If one person falls, the other can reach out and help. But someone who falls alone is in real trouble. Ecclesiastes 4:10 NLT
His time of arrival had long passed.
My dad once pastored a church that offered a parsonage which was located by hundreds of acres of forest land. Since my middle brother and I loved to hunt, this offered us the chance to do so by simply walking out the back door. Normally, we hunted together, but at least one time, my brother decided he’d go alone.
As the first sign of dusk settled that evening, Mom got concerned. My brother hadn’t returned. When it was almost too dark to see shapes any longer, she sent me to look for him. Knowing the path he normally took, I set off through the woods, barely able to see my way without a flashlight. As I approached the area where I supposed he’d be, I called his name. Among the noise of the animals settling in for the night, I heard him answer.
For several hours, my brother had lain injured. While jumping a small creek, he had injured his ankle, preventing him from walking fast. I hefted him on my back, took his gun, and headed for home. Although in my early twenties, I was exhausted by the time we reached the house. But we made it—something it would have taken him hours to do had I not shown up.
The wise king offered no profound wisdom in this verse, but rather something we tend to forget: two are better than one—in almost any situation.

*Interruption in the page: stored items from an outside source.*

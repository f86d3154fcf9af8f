//! Footer bar: record counts, sync label, last sync time, key hints.

use chrono::{DateTime, Utc};
use ratatui::Frame;
use ratatui::layout::{Constraint, Layout, Rect};
use ratatui::text::{Line, Span};
use ratatui::widgets::Paragraph;

use crate::fmt::format_timestamp;
use crate::tui::style::{Styles, Theme};

const HINTS: &[(&str, &str)] = &[
    ("/", "search"),
    ("t", "type"),
    ("o", "sort"),
    ("c", "columns"),
    ("r", "sync"),
    ("q", "quit"),
];

pub fn render_footer(
    frame: &mut Frame,
    area: Rect,
    shown: usize,
    total: usize,
    rejected: usize,
    loaded_at: Option<DateTime<Utc>>,
) {
    let chunks = Layout::horizontal([
        Constraint::Length(34), // Counts
        Constraint::Length(22), // Sync label
        Constraint::Length(30), // Last sync
        Constraint::Min(10),    // Hints
    ])
    .split(area);

    // Records dropped at the store boundary are only discoverable here.
    let mut counts = vec![Span::styled(
        format!(" Records: {} / {}", shown, total),
        Styles::help(),
    )];
    if rejected > 0 {
        counts.push(Span::styled(format!(" ({} rejected)", rejected), Styles::error()));
    }
    let counts = Paragraph::new(Line::from(counts));
    frame.render_widget(counts, chunks[0]);

    let sync = Paragraph::new(Line::from(vec![
        Span::styled("● ", Styles::stat_value(Theme::PROFESSIONAL)),
        Span::styled("Live Sync Enabled", Styles::help()),
    ]));
    frame.render_widget(sync, chunks[1]);

    let synced = match loaded_at {
        Some(ts) => format!("Synced {}", format_timestamp(&ts)),
        None => "Not synced".to_string(),
    };
    frame.render_widget(Paragraph::new(synced).style(Styles::help()), chunks[2]);

    let hints: Vec<Span> = HINTS
        .iter()
        .flat_map(|(key, label)| {
            [
                Span::styled(*key, Styles::help_key()),
                Span::styled(format!(":{} ", label), Styles::help()),
            ]
        })
        .collect();
    frame.render_widget(Paragraph::new(Line::from(hints)), chunks[3]);
}

#[cfg(test)]
mod tests {
    use super::*;
    use crate::tui::widgets::testing::{contains, draw};
    use chrono::TimeZone;

    #[test]
    fn test_footer_counts_and_sync_time() {
        let ts = Utc.with_ymd_and_hms(2024, 3, 18, 9, 5, 0).unwrap();
        let rows = draw(140, 1, |f| render_footer(f, f.area(), 3, 12, 0, Some(ts)));
        assert!(contains(&rows, "Records: 3 / 12"));
        assert!(contains(&rows, "Live Sync Enabled"));
        assert!(contains(&rows, "Synced 2024-03-18 09:05 UTC"));
        assert!(!contains(&rows, "rejected"));
    }

    #[test]
    fn test_footer_reports_rejected_records() {
        let rows = draw(140, 1, |f| render_footer(f, f.area(), 3, 12, 2, None));
        assert!(contains(&rows, "Records: 3 / 12 (2 rejected)"));
    }

    #[test]
    fn test_footer_before_first_sync() {
        let rows = draw(140, 1, |f| render_footer(f, f.area(), 0, 0, 0, None));
        assert!(contains(&rows, "Not synced"));
    }
}
//! Registrations table widget.
//! Thin TUI wrapper over [`crate::view::registrations::build_registrations_view`].

use ratatui::Frame;
use ratatui::layout::{Alignment, Constraint, Rect};
use ratatui::text::{Line, Span};
use ratatui::widgets::{Block, Borders, Clear, Paragraph, Row, Table};

use crate::fmt::truncate;
use crate::model::RecordId;
use crate::tui::state::RegistrationsTableState;
use crate::tui::style::Styles;
use crate::view::registrations::build_registrations_view;
use crate::view::{DerivedView, ViewState};

const SKELETON_ROWS: usize = 5;

pub fn render_registrations(
    frame: &mut Frame,
    area: Rect,
    view: &DerivedView<'_>,
    view_state: &ViewState,
    loading: bool,
    table: &mut RegistrationsTableState,
) {
    frame.render_widget(Clear, area);

    if loading {
        render_skeleton(frame, area);
        return;
    }

    let vm = build_registrations_view(view, view_state);

    // Resolve selection
    let row_ids: Vec<RecordId> = vm.rows.iter().map(|r| r.id.clone()).collect();
    table.resolve_selection(&row_ids);

    if vm.rows.is_empty() {
        let hint = if view_state.is_filtered() {
            vec![
                Line::from("No registrations match the current search or filter."),
                Line::from(vec![
                    Span::raw("Press "),
                    Span::styled("x", Styles::help_key()),
                    Span::raw(" to clear filters."),
                ]),
            ]
        } else {
            vec![Line::from("No registrations yet.")]
        };
        let msg = Paragraph::new(hint)
            .alignment(Alignment::Center)
            .style(Styles::dim())
            .block(Block::default().title(vm.title).borders(Borders::ALL));
        frame.render_widget(msg, area);
        return;
    }

    // Header
    let header_cells: Vec<Span> = vm
        .headers
        .iter()
        .map(|h| Span::styled(h.clone(), Styles::table_header()))
        .collect();
    let header = Row::new(header_cells).style(Styles::table_header());

    // Widths: the last column takes the remaining space.
    let last = vm.widths.len().saturating_sub(1);
    let widths: Vec<Constraint> = vm
        .widths
        .iter()
        .enumerate()
        .map(|(i, &w)| {
            if i == last {
                Constraint::Min(w)
            } else {
                Constraint::Length(w)
            }
        })
        .collect();

    // Rows
    let rows: Vec<Row> = vm
        .rows
        .iter()
        .map(|vr| {
            let style = Styles::from_class(vr.style);
            let cells = vr.cells.iter().enumerate().map(|(i, c)| {
                let text = if i == last {
                    c.text.clone()
                } else {
                    truncate(&c.text, vm.widths[i] as usize)
                };
                match c.style {
                    Some(s) => Span::styled(text, Styles::from_class(s)),
                    None => Span::raw(text),
                }
            });
            Row::new(cells).style(style)
        })
        .collect();

    let table_widget = Table::new(rows, widths)
        .header(header)
        .block(
            Block::default()
                .title(vm.title)
                .borders(Borders::ALL)
                .style(Styles::default()),
        )
        .column_spacing(1)
        .row_highlight_style(Styles::selected());

    frame.render_stateful_widget(table_widget, area, &mut table.ratatui_state);
}

/// Placeholder bars shown while the collection is in flight.
fn render_skeleton(frame: &mut Frame, area: Rect) {
    let bar = "░".repeat(area.width.saturating_sub(4) as usize);
    let mut lines = vec![Line::from("")];
    for _ in 0..SKELETON_ROWS {
        lines.push(Line::from(Span::styled(bar.clone(), Styles::skeleton())));
        lines.push(Line::from(""));
    }
    let paragraph = Paragraph::new(lines).block(
        Block::default()
            .title("Registrations (syncing…)")
            .borders(Borders::ALL),
    );
    frame.render_widget(paragraph, area);
}
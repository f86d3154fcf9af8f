//! Logging setup.
//!
//! The TUI owns the terminal, so interactive runs log to a file (or
//! nowhere); the print and check modes log to stderr.

use std::fs::OpenOptions;
use std::io;
use std::path::Path;
use std::sync::Mutex;

use tracing::Level;
use tracing_subscriber::EnvFilter;

/// Where log lines go.
#[derive(Debug, Clone, Copy, PartialEq, Eq)]
pub enum LogTarget<'a> {
    Stderr,
    File(&'a Path),
    Discard,
}

/// Maps `-v`/`-q` flags to a level: INFO by default, DEBUG with `-v`,
/// TRACE with `-vv`, WARN with `-q`.
pub fn level_for(verbose: u8, quiet: bool) -> Level {
    if quiet {
        Level::WARN
    } else {
        match verbose {
            0 => Level::INFO,
            1 => Level::DEBUG,
            _ => Level::TRACE,
        }
    }
}

fn env_filter(level: Level) -> EnvFilter {
    let directive = format!("regdash={level}");
    match directive.parse() {
        Ok(d) => EnvFilter::from_default_env().add_directive(d),
        Err(_) => EnvFilter::from_default_env(),
    }
}

/// Installs the global subscriber.
pub fn init_logging(target: LogTarget<'_>, verbose: u8, quiet: bool) -> io::Result<()> {
    let filter = env_filter(level_for(verbose, quiet));

    match target {
        LogTarget::Stderr => tracing_subscriber::fmt()
            .with_env_filter(filter)
            .with_target(false)
            .with_writer(io::stderr)
            .init(),
        LogTarget::File(path) => {
            let file = OpenOptions::new().create(true).append(true).open(path)?;
            tracing_subscriber::fmt()
                .with_env_filter(filter)
                .with_ansi(false)
                .with_writer(Mutex::new(file))
                .init()
        }
        LogTarget::Discard => tracing_subscriber::fmt()
            .with_env_filter(filter)
            .with_writer(io::sink)
            .init(),
    }
    Ok(())
}

#[cfg(test)]
mod tests {
    use super::*;

    #[test]
    fn test_level_for_flags() {
        assert_eq!(level_for(0, false), Level::INFO);
        assert_eq!(level_for(1, false), Level::DEBUG);
        assert_eq!(level_for(3, false), Level::TRACE);
        assert_eq!(level_for(2, true), Level::WARN);
    }
}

God created us for relationships. In the beginning, He didn’t create just one type of each animal, but many so they could reproduce and fill the earth. When He brought them to Adam to name, there was none like Adam, so God created a woman for Adam so they could marry and make more humans.
In choosing relationships, entering those that build us up is important. Bad company corrupts good morals, and pairing up the wrong two in a marriage or dating relationship can prove miserable. During my teenage years, I had the habit of picking the wrong friends. They bought me down by luring me into actions I knew God didn’t approve. They didn’t enhance my spiritual journey, but hindered it.
We should also build up those we’re in a relationship with. Life’s a two-way street. We can point them to Christ with our words and actions, demonstrate how to live a life where we’re growing spiritually, encourage them, and do practical things to help them become a better person.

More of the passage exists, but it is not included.